EXERCISE INSTRUCTIONS:
Across the whole listing, copy out every line that includes the string "positive".

DATA LISTING:
----------
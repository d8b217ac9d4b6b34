use crate::domain::{
    feeding_plan::{
        entities::{FeedingPlan, Meal, Recommendation},
        errors::FeedingPlanError,
    },
    ration::entities::LifeStage,
};

/// Largest daily total accepted by the splitter. Keeps every whole-gram
/// quantity exactly representable as `f64`.
pub const MAX_DAILY_GRAMS: f64 = 1_000_000.0;

#[derive(Debug, Clone, Copy, PartialEq, Eq)]
pub struct MealSlot {
    pub name: &'static str,
    pub time: &'static str,
}

const BREAKFAST: MealSlot = MealSlot {
    name: "Breakfast",
    time: "08:00",
};
const LUNCH: MealSlot = MealSlot {
    name: "Lunch",
    time: "13:00",
};
const DINNER: MealSlot = MealSlot {
    name: "Dinner",
    time: "19:00",
};

const GROWING_SCHEDULE: [MealSlot; 3] = [BREAKFAST, LUNCH, DINNER];
const ADULT_SCHEDULE: [MealSlot; 2] = [BREAKFAST, DINNER];

/// Three meals up to and including 12 months, two meals after.
pub fn meal_schedule(age_in_months: f64) -> &'static [MealSlot] {
    if age_in_months <= 12.0 {
        &GROWING_SCHEDULE
    } else {
        &ADULT_SCHEDULE
    }
}

pub fn meal_count(age_in_months: f64) -> usize {
    meal_schedule(age_in_months).len()
}

/// Splits `daily_grams` into `meal_count` portions. Whole grams are divided evenly
/// and the remainder, fractional part included, goes to the first portion, so the
/// portions always add back up to `daily_grams` exactly.
pub fn split_portions(daily_grams: f64, meal_count: usize) -> Vec<f64> {
    if meal_count == 0 {
        return Vec::new();
    }

    let whole_grams = daily_grams.trunc() as u64;
    let base = whole_grams / meal_count as u64;
    let others = base * (meal_count as u64 - 1);
    let first = daily_grams - others as f64;

    let mut portions = Vec::with_capacity(meal_count);
    portions.push(first);
    portions.extend(std::iter::repeat_n(base as f64, meal_count - 1));
    portions
}

pub fn recommendations_for(age_in_months: f64) -> Vec<Recommendation> {
    let weighing = if age_in_months <= 12.0 {
        Recommendation::WeighWeekly
    } else {
        Recommendation::WeighMonthly
    };

    let food_type = match LifeStage::from_age(age_in_months) {
        LifeStage::Puppy => Recommendation::PuppyFood,
        LifeStage::Adult => Recommendation::AdultFood,
        LifeStage::Senior => Recommendation::SeniorFood,
    };

    vec![
        weighing,
        Recommendation::Hydration,
        food_type,
        Recommendation::ConsultVeterinarian,
    ]
}

pub fn validate_plan_input(age_in_months: f64, daily_grams: f64) -> Result<(), FeedingPlanError> {
    if !age_in_months.is_finite() || age_in_months <= 0.0 {
        return Err(FeedingPlanError::InvalidInput(format!(
            "age must be a positive number of months, got {age_in_months}"
        )));
    }

    if !daily_grams.is_finite() || daily_grams <= 0.0 {
        return Err(FeedingPlanError::InvalidInput(format!(
            "daily grams must be a positive number, got {daily_grams}"
        )));
    }

    if daily_grams > MAX_DAILY_GRAMS {
        return Err(FeedingPlanError::InvalidInput(format!(
            "daily grams must not exceed {MAX_DAILY_GRAMS}, got {daily_grams}"
        )));
    }

    Ok(())
}

/// Builds the deterministic feeding plan for a dog of the given age.
pub fn build_feeding_plan(
    age_in_months: f64,
    daily_grams: f64,
) -> Result<FeedingPlan, FeedingPlanError> {
    validate_plan_input(age_in_months, daily_grams)?;

    let schedule = meal_schedule(age_in_months);
    let portions = split_portions(daily_grams, schedule.len());

    let meals = schedule
        .iter()
        .zip(portions)
        .map(|(slot, portion_grams)| Meal {
            name: slot.name.to_string(),
            time: slot.time.to_string(),
            portion_grams,
        })
        .collect();

    let recommendations = recommendations_for(age_in_months)
        .iter()
        .map(|r| r.text().to_string())
        .collect();

    Ok(FeedingPlan {
        meals,
        recommendations,
    })
}
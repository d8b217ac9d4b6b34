pub mod chat;
pub mod quick_answer;

pub use chat::*;
pub use quick_answer::*;
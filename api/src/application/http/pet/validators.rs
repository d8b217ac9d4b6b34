use chrono::{DateTime, Utc};
use serde::{Deserialize, Serialize};
use utoipa::ToSchema;
use validator::Validate;

#[derive(Debug, Serialize, Deserialize, Validate, ToSchema)]
pub struct CreatePetValidator {
    #[validate(length(min = 2, max = 50, message = "name must have 2 to 50 characters"))]
    pub name: String,

    #[serde(default)]
    pub breed: Option<String>,

    #[serde(default)]
    #[validate(range(
        exclusive_min = 0.0,
        max = 240.0,
        message = "age_in_months must be greater than 0 and at most 240"
    ))]
    pub age_in_months: Option<f64>,
}

#[derive(Debug, Serialize, Deserialize, Validate, ToSchema)]
pub struct UpdatePetValidator {
    #[serde(default)]
    #[validate(length(min = 2, max = 50, message = "name must have 2 to 50 characters"))]
    pub name: Option<String>,

    #[serde(default)]
    pub breed: Option<String>,

    #[serde(default)]
    #[validate(range(
        exclusive_min = 0.0,
        max = 240.0,
        message = "age_in_months must be greater than 0 and at most 240"
    ))]
    pub age_in_months: Option<f64>,
}

#[derive(Debug, Serialize, Deserialize, Validate, ToSchema)]
pub struct RecordWeightValidator {
    #[validate(range(
        exclusive_min = 0.0,
        max = 200.0,
        message = "weight_kg must be greater than 0 and at most 200"
    ))]
    pub weight_kg: f64,

    /// Defaults to now.
    #[serde(default)]
    pub recorded_at: Option<DateTime<Utc>>,
}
----------
RESPONSE TO THIS EXERCISE:
            "age must be a positive number of months, got {age_in_months}"
            "daily grams must be a positive number, got {daily_grams}"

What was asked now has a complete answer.